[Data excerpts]
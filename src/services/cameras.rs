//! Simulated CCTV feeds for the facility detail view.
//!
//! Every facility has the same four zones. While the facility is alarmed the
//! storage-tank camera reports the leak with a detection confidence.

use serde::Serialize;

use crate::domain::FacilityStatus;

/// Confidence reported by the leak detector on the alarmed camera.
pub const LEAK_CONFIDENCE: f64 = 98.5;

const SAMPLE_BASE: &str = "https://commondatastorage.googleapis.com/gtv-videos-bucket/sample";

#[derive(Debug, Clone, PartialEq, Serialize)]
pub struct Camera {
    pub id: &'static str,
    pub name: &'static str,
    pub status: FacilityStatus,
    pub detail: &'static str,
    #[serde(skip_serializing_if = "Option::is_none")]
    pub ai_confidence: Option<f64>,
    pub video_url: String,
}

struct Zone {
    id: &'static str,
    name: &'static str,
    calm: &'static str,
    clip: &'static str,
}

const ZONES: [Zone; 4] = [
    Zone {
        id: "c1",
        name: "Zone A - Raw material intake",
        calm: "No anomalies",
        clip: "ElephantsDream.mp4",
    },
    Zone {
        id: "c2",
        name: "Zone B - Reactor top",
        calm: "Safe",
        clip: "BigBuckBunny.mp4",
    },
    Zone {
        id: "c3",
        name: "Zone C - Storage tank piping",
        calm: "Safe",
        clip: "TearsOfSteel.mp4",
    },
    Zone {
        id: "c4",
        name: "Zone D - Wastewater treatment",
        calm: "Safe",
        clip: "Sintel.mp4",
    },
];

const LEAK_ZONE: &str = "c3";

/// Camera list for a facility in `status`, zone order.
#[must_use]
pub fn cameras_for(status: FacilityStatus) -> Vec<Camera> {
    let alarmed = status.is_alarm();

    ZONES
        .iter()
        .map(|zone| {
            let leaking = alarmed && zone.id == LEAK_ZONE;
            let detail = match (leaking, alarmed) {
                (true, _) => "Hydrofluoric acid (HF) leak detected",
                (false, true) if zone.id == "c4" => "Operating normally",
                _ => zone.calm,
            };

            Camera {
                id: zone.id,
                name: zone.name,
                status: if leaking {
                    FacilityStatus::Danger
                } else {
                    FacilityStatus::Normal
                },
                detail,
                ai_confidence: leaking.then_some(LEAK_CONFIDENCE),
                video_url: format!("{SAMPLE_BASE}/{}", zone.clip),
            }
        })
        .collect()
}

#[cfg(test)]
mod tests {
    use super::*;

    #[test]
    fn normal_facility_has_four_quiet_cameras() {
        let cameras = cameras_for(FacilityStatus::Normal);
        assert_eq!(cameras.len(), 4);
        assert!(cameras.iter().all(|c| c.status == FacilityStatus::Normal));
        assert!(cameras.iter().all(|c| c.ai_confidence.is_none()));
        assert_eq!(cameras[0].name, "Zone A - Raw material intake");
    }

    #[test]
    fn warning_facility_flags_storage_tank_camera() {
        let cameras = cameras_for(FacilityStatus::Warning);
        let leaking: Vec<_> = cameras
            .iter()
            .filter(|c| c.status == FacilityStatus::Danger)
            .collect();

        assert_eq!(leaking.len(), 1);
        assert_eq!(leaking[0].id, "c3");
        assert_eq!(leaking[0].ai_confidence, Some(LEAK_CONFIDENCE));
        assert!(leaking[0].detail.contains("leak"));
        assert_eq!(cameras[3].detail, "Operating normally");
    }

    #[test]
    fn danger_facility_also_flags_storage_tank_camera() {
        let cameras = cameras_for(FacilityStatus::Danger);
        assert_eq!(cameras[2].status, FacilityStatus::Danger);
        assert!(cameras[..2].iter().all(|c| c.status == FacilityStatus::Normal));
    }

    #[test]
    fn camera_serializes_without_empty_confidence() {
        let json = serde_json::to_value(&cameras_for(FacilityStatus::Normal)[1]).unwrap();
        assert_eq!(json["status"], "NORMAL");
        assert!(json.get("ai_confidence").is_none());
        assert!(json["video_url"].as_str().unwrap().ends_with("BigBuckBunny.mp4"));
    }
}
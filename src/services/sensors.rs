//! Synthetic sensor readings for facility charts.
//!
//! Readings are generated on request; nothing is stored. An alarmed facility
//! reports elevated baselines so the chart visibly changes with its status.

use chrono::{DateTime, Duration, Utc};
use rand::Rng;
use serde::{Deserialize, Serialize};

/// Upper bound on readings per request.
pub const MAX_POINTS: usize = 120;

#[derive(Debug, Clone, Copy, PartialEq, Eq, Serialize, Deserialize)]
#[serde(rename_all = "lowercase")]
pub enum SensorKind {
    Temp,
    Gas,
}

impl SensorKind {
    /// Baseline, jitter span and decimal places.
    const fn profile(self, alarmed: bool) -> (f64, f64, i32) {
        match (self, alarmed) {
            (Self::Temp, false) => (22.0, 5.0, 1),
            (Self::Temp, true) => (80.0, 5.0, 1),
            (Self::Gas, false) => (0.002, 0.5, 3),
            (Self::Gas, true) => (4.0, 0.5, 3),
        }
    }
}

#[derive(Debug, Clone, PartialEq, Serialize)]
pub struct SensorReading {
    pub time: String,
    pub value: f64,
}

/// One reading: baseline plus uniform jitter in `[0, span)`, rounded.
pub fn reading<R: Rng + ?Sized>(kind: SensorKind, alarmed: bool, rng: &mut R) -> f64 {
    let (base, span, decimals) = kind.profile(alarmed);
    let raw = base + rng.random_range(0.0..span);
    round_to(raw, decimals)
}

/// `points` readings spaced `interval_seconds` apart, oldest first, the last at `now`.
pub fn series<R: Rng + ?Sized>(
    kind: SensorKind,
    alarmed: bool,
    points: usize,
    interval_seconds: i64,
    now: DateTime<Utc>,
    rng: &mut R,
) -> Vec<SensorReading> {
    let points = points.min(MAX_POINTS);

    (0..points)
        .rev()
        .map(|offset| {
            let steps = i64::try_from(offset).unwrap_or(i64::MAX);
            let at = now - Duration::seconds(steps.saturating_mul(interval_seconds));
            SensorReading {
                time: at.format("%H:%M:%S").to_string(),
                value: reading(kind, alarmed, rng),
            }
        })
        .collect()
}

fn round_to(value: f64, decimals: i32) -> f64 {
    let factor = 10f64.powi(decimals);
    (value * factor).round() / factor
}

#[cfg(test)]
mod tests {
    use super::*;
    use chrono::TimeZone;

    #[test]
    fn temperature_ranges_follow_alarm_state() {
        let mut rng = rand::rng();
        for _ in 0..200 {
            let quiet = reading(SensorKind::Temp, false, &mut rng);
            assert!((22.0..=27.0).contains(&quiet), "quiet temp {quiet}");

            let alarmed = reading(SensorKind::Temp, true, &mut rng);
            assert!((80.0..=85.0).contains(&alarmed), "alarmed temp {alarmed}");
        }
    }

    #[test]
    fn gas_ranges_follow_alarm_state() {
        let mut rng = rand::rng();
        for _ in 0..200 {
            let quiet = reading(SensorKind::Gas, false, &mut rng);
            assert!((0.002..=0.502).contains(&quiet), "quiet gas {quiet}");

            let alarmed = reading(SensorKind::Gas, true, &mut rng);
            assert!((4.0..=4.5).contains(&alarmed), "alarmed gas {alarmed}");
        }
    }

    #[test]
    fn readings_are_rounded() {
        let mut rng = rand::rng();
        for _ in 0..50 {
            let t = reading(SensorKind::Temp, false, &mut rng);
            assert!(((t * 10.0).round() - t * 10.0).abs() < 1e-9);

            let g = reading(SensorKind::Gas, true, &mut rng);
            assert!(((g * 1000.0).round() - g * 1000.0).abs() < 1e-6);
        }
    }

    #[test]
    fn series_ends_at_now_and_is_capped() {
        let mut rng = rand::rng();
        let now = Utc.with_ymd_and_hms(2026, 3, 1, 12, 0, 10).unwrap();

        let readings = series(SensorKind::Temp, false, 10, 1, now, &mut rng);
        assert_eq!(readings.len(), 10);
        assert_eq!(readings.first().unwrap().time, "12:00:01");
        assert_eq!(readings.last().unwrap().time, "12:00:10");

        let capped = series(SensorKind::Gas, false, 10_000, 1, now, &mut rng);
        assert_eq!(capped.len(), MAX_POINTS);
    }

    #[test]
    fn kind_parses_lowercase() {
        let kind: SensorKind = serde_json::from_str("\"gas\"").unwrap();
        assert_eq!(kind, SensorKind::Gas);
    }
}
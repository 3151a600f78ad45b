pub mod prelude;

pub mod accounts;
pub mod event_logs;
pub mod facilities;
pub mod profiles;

Aim of the exercise: In the entries above, find the line with "An alarmed facility" and the line with "let at = now", then set down exactly those two and every line between them, nothing else.

Exercise result:
//! Readings are generated on request; nothing is stored. An alarmed facility
//! reports elevated baselines so the chart visibly changes with its status.

use chrono::{DateTime, Duration, Utc};
use rand::Rng;
use serde::{Deserialize, Serialize};

/// Upper bound on readings per request.
pub const MAX_POINTS: usize = 120;

#[derive(Debug, Clone, Copy, PartialEq, Eq, Serialize, Deserialize)]
#[serde(rename_all = "lowercase")]
pub enum SensorKind {
    Temp,
    Gas,
}

impl SensorKind {
    /// Baseline, jitter span and decimal places.
    const fn profile(self, alarmed: bool) -> (f64, f64, i32) {
        match (self, alarmed) {
            (Self::Temp, false) => (22.0, 5.0, 1),
            (Self::Temp, true) => (80.0, 5.0, 1),
            (Self::Gas, false) => (0.002, 0.5, 3),
            (Self::Gas, true) => (4.0, 0.5, 3),
        }
    }
}

#[derive(Debug, Clone, PartialEq, Serialize)]
pub struct SensorReading {
    pub time: String,
    pub value: f64,
}

/// One reading: baseline plus uniform jitter in `[0, span)`, rounded.
pub fn reading<R: Rng + ?Sized>(kind: SensorKind, alarmed: bool, rng: &mut R) -> f64 {
    let (base, span, decimals) = kind.profile(alarmed);
    let raw = base + rng.random_range(0.0..span);
    round_to(raw, decimals)
}

/// `points` readings spaced `interval_seconds` apart, oldest first, the last at `now`.
pub fn series<R: Rng + ?Sized>(
    kind: SensorKind,
    alarmed: bool,
    points: usize,
    interval_seconds: i64,
    now: DateTime<Utc>,
    rng: &mut R,
) -> Vec<SensorReading> {
    let points = points.min(MAX_POINTS);

    (0..points)
        .rev()
        .map(|offset| {
            let steps = i64::try_from(offset).unwrap_or(i64::MAX);
            let at = now - Duration::seconds(steps.saturating_mul(interval_seconds));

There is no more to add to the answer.